[WHAT IS NEEDED] Pull every line containing the word "static" out of the material below.

=== RECORDS SHOWN ===

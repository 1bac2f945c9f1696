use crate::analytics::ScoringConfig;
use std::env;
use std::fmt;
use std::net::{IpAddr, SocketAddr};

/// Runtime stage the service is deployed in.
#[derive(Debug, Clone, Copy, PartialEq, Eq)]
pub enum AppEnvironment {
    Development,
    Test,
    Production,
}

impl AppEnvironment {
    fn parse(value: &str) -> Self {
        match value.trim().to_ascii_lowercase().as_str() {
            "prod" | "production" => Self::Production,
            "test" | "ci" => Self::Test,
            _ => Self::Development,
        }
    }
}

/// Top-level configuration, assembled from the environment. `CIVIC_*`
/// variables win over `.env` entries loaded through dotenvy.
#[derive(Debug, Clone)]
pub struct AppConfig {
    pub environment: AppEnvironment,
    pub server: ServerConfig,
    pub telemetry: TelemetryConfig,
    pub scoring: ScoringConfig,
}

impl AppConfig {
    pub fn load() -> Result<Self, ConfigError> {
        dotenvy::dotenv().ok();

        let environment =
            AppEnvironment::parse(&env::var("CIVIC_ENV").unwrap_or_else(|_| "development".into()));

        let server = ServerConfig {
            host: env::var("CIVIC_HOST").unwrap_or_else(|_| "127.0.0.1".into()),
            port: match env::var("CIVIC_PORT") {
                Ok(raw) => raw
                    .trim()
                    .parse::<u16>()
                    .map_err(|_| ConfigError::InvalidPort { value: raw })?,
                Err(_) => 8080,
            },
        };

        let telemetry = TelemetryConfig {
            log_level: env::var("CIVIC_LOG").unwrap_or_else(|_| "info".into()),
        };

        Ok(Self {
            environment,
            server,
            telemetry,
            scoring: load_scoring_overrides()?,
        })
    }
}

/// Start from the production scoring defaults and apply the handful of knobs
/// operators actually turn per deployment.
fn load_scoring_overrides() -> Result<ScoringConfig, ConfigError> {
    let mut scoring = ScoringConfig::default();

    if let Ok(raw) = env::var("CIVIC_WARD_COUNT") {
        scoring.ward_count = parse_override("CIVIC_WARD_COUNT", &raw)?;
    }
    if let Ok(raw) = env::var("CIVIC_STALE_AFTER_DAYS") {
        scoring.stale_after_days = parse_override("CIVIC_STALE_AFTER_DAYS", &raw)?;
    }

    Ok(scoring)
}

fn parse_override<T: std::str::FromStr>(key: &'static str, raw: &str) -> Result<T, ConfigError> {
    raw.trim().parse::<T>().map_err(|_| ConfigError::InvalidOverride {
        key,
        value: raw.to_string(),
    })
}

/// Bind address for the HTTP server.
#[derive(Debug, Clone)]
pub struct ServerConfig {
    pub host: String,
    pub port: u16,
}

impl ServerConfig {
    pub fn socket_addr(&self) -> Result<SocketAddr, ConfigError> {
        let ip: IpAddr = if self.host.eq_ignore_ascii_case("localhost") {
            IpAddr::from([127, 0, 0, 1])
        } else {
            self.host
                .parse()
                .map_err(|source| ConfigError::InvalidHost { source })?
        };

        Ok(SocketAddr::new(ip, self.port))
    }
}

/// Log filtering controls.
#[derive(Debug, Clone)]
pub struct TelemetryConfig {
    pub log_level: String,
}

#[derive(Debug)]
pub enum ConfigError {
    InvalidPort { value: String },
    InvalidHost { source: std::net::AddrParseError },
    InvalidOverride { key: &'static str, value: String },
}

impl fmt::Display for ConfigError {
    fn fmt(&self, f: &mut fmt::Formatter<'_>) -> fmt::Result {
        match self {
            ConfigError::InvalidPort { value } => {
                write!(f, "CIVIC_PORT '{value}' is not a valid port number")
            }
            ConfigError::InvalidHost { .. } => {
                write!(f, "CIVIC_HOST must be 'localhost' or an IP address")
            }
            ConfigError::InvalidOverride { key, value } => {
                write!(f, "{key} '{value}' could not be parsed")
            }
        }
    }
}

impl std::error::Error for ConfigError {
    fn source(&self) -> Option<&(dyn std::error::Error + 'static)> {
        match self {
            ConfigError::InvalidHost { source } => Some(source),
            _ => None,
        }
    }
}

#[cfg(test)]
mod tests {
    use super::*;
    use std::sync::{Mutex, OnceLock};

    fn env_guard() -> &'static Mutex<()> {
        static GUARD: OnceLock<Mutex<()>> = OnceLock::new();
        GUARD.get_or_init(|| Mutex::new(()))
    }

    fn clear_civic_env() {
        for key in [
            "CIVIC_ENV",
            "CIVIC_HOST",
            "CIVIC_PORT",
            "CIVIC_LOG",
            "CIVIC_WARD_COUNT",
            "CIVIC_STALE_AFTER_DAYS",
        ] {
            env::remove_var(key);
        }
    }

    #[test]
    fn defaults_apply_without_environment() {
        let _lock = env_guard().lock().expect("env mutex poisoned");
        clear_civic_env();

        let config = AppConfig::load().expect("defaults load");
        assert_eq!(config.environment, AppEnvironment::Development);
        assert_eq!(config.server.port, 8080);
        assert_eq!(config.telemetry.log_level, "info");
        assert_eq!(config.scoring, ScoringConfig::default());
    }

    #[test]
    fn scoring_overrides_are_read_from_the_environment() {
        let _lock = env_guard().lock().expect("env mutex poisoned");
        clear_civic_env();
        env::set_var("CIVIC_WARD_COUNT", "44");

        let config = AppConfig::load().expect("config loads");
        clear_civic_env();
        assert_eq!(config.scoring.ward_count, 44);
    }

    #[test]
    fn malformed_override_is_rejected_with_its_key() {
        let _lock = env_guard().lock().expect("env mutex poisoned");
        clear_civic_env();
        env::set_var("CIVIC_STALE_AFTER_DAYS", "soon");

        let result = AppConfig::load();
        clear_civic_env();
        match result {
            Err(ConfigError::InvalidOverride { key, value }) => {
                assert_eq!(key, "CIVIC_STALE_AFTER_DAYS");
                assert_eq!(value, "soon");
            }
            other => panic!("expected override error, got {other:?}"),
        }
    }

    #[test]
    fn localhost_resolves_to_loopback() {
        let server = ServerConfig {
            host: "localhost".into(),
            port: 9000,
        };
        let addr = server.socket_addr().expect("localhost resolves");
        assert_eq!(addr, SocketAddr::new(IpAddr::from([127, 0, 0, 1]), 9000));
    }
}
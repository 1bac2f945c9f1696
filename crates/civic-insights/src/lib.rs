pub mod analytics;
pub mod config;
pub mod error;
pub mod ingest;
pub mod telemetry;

===

[TASK ANSWER]
fn parse_override<T: std::str::FromStr>(key: &'static str, raw: &str) -> Result<T, ConfigError> {
    InvalidOverride { key: &'static str, value: String },
    fn source(&self) -> Option<&(dyn std::error::Error + 'static)> {
    fn env_guard() -> &'static Mutex<()> {
        static GUARD: OnceLock<Mutex<()>> = OnceLock::new();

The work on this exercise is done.